### TASK BRIEF
When a line of the records below contains the string "score", copy that whole line.

── RECORDS SHOWN ──

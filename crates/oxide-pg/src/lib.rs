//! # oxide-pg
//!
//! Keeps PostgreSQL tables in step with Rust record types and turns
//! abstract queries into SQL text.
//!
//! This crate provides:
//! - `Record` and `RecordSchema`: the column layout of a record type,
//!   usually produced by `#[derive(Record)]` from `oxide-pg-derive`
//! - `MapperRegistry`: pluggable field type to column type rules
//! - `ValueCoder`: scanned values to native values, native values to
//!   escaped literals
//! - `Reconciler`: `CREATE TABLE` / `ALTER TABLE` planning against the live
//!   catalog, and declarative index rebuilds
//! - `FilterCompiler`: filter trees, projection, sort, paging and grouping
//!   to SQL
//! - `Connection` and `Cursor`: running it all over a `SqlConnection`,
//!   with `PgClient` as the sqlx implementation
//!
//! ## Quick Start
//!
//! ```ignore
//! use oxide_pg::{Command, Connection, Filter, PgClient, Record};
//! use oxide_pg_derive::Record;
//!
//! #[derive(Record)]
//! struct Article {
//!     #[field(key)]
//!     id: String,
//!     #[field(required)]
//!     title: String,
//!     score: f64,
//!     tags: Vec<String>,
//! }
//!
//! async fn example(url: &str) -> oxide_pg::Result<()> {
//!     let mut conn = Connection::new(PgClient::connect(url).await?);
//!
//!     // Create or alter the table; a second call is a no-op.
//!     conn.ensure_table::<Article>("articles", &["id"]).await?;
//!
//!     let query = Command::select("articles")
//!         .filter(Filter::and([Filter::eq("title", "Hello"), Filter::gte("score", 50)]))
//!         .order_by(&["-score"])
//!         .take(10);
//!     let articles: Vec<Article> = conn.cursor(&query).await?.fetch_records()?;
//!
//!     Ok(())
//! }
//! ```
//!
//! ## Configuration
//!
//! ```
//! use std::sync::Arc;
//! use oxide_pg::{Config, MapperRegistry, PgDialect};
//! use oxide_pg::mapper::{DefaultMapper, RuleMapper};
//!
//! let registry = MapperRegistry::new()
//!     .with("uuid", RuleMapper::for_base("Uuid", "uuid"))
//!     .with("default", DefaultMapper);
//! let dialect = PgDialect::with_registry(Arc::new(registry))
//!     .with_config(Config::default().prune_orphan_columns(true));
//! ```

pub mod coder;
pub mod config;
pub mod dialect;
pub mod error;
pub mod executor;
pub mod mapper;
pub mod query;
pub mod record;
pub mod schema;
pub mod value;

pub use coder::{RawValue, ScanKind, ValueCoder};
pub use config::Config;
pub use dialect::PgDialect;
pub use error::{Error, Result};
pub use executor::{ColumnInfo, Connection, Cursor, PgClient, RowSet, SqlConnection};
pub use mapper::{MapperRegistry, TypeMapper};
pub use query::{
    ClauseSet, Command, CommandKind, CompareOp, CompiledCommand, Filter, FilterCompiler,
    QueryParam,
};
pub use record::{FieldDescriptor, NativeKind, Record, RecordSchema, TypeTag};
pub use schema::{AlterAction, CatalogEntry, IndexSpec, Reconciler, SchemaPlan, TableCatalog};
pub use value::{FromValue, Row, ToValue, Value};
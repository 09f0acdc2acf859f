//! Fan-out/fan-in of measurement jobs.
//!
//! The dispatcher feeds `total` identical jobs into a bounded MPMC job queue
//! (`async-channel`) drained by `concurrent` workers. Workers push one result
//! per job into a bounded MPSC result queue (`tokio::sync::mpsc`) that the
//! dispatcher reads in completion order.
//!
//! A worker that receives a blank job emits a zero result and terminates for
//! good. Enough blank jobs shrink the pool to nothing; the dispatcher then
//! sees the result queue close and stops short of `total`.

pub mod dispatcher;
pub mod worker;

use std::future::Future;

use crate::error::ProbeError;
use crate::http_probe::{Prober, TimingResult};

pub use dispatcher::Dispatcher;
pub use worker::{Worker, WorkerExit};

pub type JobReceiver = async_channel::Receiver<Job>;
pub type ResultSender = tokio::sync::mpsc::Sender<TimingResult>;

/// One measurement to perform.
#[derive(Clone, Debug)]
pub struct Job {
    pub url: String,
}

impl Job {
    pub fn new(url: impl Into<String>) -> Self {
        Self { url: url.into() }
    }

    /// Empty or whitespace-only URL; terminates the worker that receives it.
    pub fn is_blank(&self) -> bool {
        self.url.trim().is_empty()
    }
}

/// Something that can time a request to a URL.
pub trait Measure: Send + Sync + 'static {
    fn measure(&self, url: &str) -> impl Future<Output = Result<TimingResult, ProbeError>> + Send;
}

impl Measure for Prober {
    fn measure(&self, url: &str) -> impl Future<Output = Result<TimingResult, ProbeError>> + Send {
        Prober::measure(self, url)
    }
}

───

### TASK OUTPUT
//!     score: f64,
//!         .filter(Filter::and([Filter::eq("title", "Hello"), Filter::gte("score", 50)]))
//!         .order_by(&["-score"])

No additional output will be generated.